Il ricorso non è fondato.

Il Tribunale, contrariamente a quanto rileva il ricorrente, ha dato atto che il CTU aveva individuato nel 15% la percentuale di ipoacusia dovuta ad esposizione a rumore di natura professionale, nel mentre la residua parte, sul danno complessivo del 27%, era imputabile a patologia comune.

Nell'affermare che "tale ipoacusia non si è aggravata a decorrere dal momento in cui il Puglisi si allontanò dall'attività rumorosa (1975)", i giudici di secondo grado si sono con tutta evidenza riferiti alla ricordata componente professionale della tecnopatia (il 15%), sulla scorta delle considerazione del CTU sull'andamento delle ipoacusie da rumore.

Va qui ribadito che, nel caso di ipoacusia, della quale sia stata accertata una percentuale dovuta a causa-professionale ed una parte dovuta a fattori extraprofessionali, la prescrizione, di cui agli artt. 111 e 112 del D.P.R. n. 1124 del 1965, per l'esercizio dell'azione nei confronti dell'INAIL, per ottenere la rendita per la inabilità derivante dalla componente professionale della tecnopatia, decorre dal momento in cui la ipoacusia di origine professionale ha raggiunto il minimo indennizzabile ed è conoscibile da parte dell'assicurato.

Il Tribunale ha ritenuto che nella fattispecie in esame ciò sia avvenuto entro il 1975; con la conseguenza che la domanda contenuta nel ricorso depositato il 20 ottobre 1992 era inaccoglibile per la intervenuta prescrizione dell'azione.

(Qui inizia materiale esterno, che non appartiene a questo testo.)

//! Wall-clock abstraction so cache staleness and "now" are testable.

use std::sync::RwLock;

use chrono::{Duration, Local, NaiveDateTime};

pub trait Clock: Send + Sync {
    /// Local wall-clock time of the population being modeled.
    fn now(&self) -> NaiveDateTime;
}

#[derive(Debug, Default, Clone, Copy)]
pub struct SystemClock;

impl Clock for SystemClock {
    fn now(&self) -> NaiveDateTime {
        Local::now().naive_local()
    }
}

/// A manually driven clock for tests and replay tooling.
#[derive(Debug)]
pub struct FixedClock {
    now: RwLock<NaiveDateTime>,
}

impl FixedClock {
    pub fn new(now: NaiveDateTime) -> Self {
        Self {
            now: RwLock::new(now),
        }
    }

    pub fn set(&self, now: NaiveDateTime) {
        let mut guard = self.now.write().unwrap_or_else(|poisoned| poisoned.into_inner());
        *guard = now;
    }

    pub fn advance(&self, by: Duration) {
        let mut guard = self.now.write().unwrap_or_else(|poisoned| poisoned.into_inner());
        *guard += by;
    }
}

impl Clock for FixedClock {
    fn now(&self) -> NaiveDateTime {
        *self.now.read().unwrap_or_else(|poisoned| poisoned.into_inner())
    }
}
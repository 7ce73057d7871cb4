//! Property-based tests for the pure parts of the engine.
//!
//! Covered:
//! 1. Working-rate bounds, determinism, and the holiday ceiling
//! 2. Blend ratio and required synthetic count invariants
//! 3. Density factor bounds
//! 4. Geometry and weighted sampling

use chrono::{DateTime, NaiveDate, NaiveDateTime};
use presence_engine::blend::{BlendConfig, PopulationBlendController};
use presence_engine::data::{HOLIDAYS, is_holiday};
use presence_engine::domain::{CityTier, GeoPoint, Industry};
use presence_engine::geo::density_factor;
use presence_engine::math::{EARTH_RADIUS_M, bounding_box, haversine_m, weighted_sample};
use presence_engine::models::{MAX_RATE, MIN_RATE, compute_working_rate};
use proptest::prelude::*;
use rand::SeedableRng;
use rand::rngs::StdRng;

fn timestamp() -> impl Strategy<Value = NaiveDateTime> {
    // 2024-01-01 .. 2028-01-01
    (1_704_067_200i64..1_830_297_600).prop_map(|secs| {
        DateTime::from_timestamp(secs, 0)
            .map(|dt| dt.naive_utc())
            .unwrap_or_default()
    })
}

fn industry() -> impl Strategy<Value = Option<Industry>> {
    prop::option::of(prop::sample::select(Industry::ALL.to_vec()))
}

fn tier() -> impl Strategy<Value = CityTier> {
    prop::sample::select(vec![
        CityTier::Tier1,
        CityTier::NewTier1,
        CityTier::Tier2,
        CityTier::Tier3,
    ])
}

/// Point reached by travelling `distance_m` from `from` on initial `bearing_deg`.
fn destination(from: GeoPoint, bearing_deg: f64, distance_m: f64) -> GeoPoint {
    let angular = distance_m / EARTH_RADIUS_M;
    let (lat1, lon1, theta) = (from.lat.to_radians(), from.lon.to_radians(), bearing_deg.to_radians());
    let lat2 = (lat1.sin() * angular.cos() + lat1.cos() * angular.sin() * theta.cos()).asin();
    let lon2 = lon1
        + (theta.sin() * angular.sin() * lat1.cos()).atan2(angular.cos() - lat1.sin() * lat2.sin());
    GeoPoint::new(lat2.to_degrees(), lon2.to_degrees())
}

proptest! {
    #![proptest_config(ProptestConfig::with_cases(500))]

    #[test]
    fn prop_rate_within_bounds(
        at in timestamp(),
        oi in -5.0f64..5.0,
        industry in industry(),
        fluctuation in any::<bool>(),
    ) {
        let rate = compute_working_rate(at, oi, industry, fluctuation);
        prop_assert!((MIN_RATE..=MAX_RATE).contains(&rate), "rate {rate} at {at}");
    }

    #[test]
    fn prop_rate_is_deterministic(
        at in timestamp(),
        oi in 0.5f64..2.0,
        industry in industry(),
        fluctuation in any::<bool>(),
    ) {
        let a = compute_working_rate(at, oi, industry, fluctuation);
        let b = compute_working_rate(at, oi, industry, fluctuation);
        prop_assert_eq!(a.to_bits(), b.to_bits());
    }

    #[test]
    fn prop_holidays_stay_under_ceiling(
        year in 2024i32..2028,
        holiday in prop::sample::select(HOLIDAYS.to_vec()),
        hour in 0u32..24,
        minute in 0u32..60,
        oi in 0.0f64..3.0,
        industry in industry(),
    ) {
        let (month, day) = holiday;
        let date = NaiveDate::from_ymd_opt(year, month, day).unwrap();
        prop_assert!(is_holiday(date));
        let at = date.and_hms_opt(hour, minute, 0).unwrap();
        let rate = compute_working_rate(at, oi, industry, true);
        prop_assert!(rate <= 0.20, "holiday rate {rate} at {at}");
    }
}

proptest! {
    #![proptest_config(ProptestConfig::with_cases(300))]

    #[test]
    fn prop_target_ratio_within_configured_bounds(authentic in any::<u64>()) {
        let controller = PopulationBlendController::new(BlendConfig::default()).unwrap();
        let ratio = controller.target_synthetic_ratio(authentic);
        prop_assert!((0.2..=0.9).contains(&ratio));
    }

    #[test]
    fn prop_target_ratio_is_monotone(a in 0u64..20_000, b in 0u64..20_000) {
        let controller = PopulationBlendController::new(BlendConfig::default()).unwrap();
        let (lo, hi) = if a <= b { (a, b) } else { (b, a) };
        prop_assert!(controller.target_synthetic_ratio(lo) >= controller.target_synthetic_ratio(hi));
    }

    #[test]
    fn prop_required_count_never_overfills(
        authentic in 0usize..500,
        current in 0usize..500,
        total in 0usize..500,
    ) {
        let controller = PopulationBlendController::new(BlendConfig::default()).unwrap();
        let needed = controller.required_synthetic_count(authentic, current, total);
        if authentic <= total {
            prop_assert!(authentic + needed <= total);
        } else {
            prop_assert_eq!(needed, 0);
        }
    }

    #[test]
    fn prop_density_factor_bounded(tier in tier(), hour in any::<u32>(), weekend in any::<bool>()) {
        let factor = density_factor(tier, hour, weekend);
        prop_assert!((0.1..=1.0).contains(&factor));
    }

    #[test]
    fn prop_haversine_symmetric(
        lat1 in -89.0f64..89.0, lon1 in -179.0f64..179.0,
        lat2 in -89.0f64..89.0, lon2 in -179.0f64..179.0,
    ) {
        let a = GeoPoint::new(lat1, lon1);
        let b = GeoPoint::new(lat2, lon2);
        let ab = haversine_m(a, b);
        prop_assert!(ab >= 0.0);
        prop_assert!((ab - haversine_m(b, a)).abs() < 1e-6);
    }

    #[test]
    fn prop_bounding_box_contains_center(
        lat in -85.0f64..85.0,
        lon in -179.0f64..179.0,
        radius in 100.0f64..50_000.0,
    ) {
        let center = GeoPoint::new(lat, lon);
        prop_assert!(bounding_box(center, radius).contains(&center));
    }

    #[test]
    fn prop_bounding_box_covers_circle(
        lat in -80.0f64..80.0,
        lon in -170.0f64..170.0,
        radius in 1.0f64..50_000.0,
        bearing in 0.0f64..360.0,
        fraction in 0.0f64..=1.0,
    ) {
        let center = GeoPoint::new(lat, lon);
        let point = destination(center, bearing, radius * fraction);
        prop_assert!(haversine_m(center, point) <= radius + 1e-6);
        prop_assert!(bounding_box(center, radius).contains(&point), "{point:?} from {center:?}");
    }

    #[test]
    fn prop_single_weight_always_sampled(
        seed in any::<u64>(),
        heavy in 0usize..5,
        weight in 0.001f64..1_000.0,
    ) {
        let mut histogram: Vec<(usize, f64)> = (0..5).map(|k| (k, 0.0)).collect();
        histogram[heavy].1 = weight;
        let mut rng = StdRng::seed_from_u64(seed);
        for _ in 0..20 {
            prop_assert_eq!(weighted_sample(&histogram, &mut rng), Some(&heavy));
        }
    }
}
//! Behavior profile learning, caching, and the clock it is keyed by.

pub mod cache;
pub mod clock;
pub mod learner;

pub use cache::ProfileCache;
pub use clock::{Clock, FixedClock, SystemClock};
pub use learner::{BehaviorProfileLearner, build_profile};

La affermazione è corretta e avverso la stessa non vengono mosse specifiche censure; non si censura, in particolare, la quantificazione della componente professionale della ipoacusia riferita al 1975, nè la conoscibilità della stessa da parte del signor Puglisi (al quale già nel 1950 era stata comunicata una ipoacusia, tale da comportare la dispensa dal servizio militare), mentre si insiste su un aggravamento della ipoacusia complessiva anche nel periodo successivo, fino al 1991; aggravamento che, seppure esistente, diviene chiaramente irrilevante.

Per le stesse ragioni risulta irrilevante, prima che infondata, la censura mossa con il terzo motivo.

La esclusione del rischio rumore nel periodo 1975/1982, genericamente criticata dal ricorrente (senza neppure l'indicazione delle concrete caratteristiche dell'attività svolta in tale periodo), risulta comunque priva di rilievo al fine di contrastare la decorrenza del termine prescrizionale fissata dai giudici di secondo grado nel 1975.

Per tutto quanto esposto il ricorso va rigettato.

Il ricorrente non è tenuto al rimborso delle spese processuali nei confronti dell'INAIL, non ricorrendo gli estremi richiesti dall'art. 152 disp att. c.p.c., nel testo anteriore alla riforma del 2003.

P.Q.M.

La Corte rigetta il ricorso; nulla per le spese.

Così deciso in Roma, il 26 maggio 2004.